### Work to complete
Find and copy every line in the records that includes the string "OutputView".

### Provided entries
━━━━━━━━

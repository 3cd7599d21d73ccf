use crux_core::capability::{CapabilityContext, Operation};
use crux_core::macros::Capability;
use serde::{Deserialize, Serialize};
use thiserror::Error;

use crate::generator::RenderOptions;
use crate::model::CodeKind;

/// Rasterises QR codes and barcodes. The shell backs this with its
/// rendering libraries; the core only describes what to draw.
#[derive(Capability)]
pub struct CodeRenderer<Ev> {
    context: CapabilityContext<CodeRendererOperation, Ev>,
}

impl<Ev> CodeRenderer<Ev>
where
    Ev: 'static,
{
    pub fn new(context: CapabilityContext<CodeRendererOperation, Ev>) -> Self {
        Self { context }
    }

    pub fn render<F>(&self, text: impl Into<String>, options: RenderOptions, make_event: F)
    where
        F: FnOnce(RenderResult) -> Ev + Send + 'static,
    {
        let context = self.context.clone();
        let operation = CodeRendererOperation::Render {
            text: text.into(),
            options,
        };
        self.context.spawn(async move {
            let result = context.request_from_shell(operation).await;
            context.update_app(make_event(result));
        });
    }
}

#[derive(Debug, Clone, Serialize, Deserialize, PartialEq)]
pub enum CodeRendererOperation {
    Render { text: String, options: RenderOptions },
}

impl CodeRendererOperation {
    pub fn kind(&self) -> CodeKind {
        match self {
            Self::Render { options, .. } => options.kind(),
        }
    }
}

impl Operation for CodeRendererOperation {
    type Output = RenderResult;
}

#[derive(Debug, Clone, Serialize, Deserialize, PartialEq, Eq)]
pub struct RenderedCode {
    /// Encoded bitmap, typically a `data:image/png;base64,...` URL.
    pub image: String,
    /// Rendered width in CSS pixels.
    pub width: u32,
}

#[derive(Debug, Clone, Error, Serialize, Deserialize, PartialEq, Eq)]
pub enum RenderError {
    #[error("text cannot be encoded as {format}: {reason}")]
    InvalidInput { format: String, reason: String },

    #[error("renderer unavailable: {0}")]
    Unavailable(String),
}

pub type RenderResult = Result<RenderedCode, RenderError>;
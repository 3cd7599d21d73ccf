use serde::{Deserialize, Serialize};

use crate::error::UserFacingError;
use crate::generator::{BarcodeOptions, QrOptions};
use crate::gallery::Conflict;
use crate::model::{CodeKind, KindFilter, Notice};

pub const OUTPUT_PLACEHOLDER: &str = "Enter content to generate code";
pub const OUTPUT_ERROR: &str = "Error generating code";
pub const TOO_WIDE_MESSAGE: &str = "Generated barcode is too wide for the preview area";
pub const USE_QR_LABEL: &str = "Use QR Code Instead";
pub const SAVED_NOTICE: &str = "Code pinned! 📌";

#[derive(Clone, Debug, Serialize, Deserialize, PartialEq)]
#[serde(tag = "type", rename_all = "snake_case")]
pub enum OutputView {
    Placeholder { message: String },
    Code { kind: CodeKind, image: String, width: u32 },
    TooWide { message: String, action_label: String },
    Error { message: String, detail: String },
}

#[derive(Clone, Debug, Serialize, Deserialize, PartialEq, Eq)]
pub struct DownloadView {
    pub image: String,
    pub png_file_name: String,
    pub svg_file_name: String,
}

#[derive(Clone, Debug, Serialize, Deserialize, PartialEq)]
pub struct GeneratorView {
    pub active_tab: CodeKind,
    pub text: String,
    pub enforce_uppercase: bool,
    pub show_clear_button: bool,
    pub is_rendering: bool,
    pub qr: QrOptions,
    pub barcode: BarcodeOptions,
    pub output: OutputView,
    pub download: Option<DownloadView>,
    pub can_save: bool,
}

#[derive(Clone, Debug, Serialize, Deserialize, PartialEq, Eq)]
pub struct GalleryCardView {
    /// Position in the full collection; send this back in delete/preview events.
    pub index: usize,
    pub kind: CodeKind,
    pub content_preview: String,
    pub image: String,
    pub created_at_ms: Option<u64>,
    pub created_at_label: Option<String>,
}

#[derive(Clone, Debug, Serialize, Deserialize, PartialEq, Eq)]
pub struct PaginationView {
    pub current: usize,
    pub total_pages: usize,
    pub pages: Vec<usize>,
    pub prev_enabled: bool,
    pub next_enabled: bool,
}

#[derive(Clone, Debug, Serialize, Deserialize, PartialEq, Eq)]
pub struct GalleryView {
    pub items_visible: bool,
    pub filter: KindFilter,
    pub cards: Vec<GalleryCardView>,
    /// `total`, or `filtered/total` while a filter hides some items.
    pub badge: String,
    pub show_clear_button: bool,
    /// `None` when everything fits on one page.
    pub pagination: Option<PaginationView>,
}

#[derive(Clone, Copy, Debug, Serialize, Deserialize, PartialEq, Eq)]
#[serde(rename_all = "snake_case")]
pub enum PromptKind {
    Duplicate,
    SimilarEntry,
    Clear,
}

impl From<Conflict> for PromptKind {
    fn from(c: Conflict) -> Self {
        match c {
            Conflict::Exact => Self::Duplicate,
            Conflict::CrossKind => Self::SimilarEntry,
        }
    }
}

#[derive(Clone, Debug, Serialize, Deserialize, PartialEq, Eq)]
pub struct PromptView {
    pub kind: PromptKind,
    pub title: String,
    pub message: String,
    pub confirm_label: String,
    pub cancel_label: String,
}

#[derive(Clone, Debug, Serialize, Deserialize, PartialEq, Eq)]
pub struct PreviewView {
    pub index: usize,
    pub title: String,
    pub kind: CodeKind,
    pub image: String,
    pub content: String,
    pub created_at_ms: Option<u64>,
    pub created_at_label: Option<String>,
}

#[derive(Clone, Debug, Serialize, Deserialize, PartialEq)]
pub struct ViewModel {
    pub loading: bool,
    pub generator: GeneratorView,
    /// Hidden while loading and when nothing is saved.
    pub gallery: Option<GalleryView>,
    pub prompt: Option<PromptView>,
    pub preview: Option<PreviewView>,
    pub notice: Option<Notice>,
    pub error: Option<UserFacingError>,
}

━━━━━━━━

### Reply to the exercise
pub enum OutputView {
    pub output: OutputView,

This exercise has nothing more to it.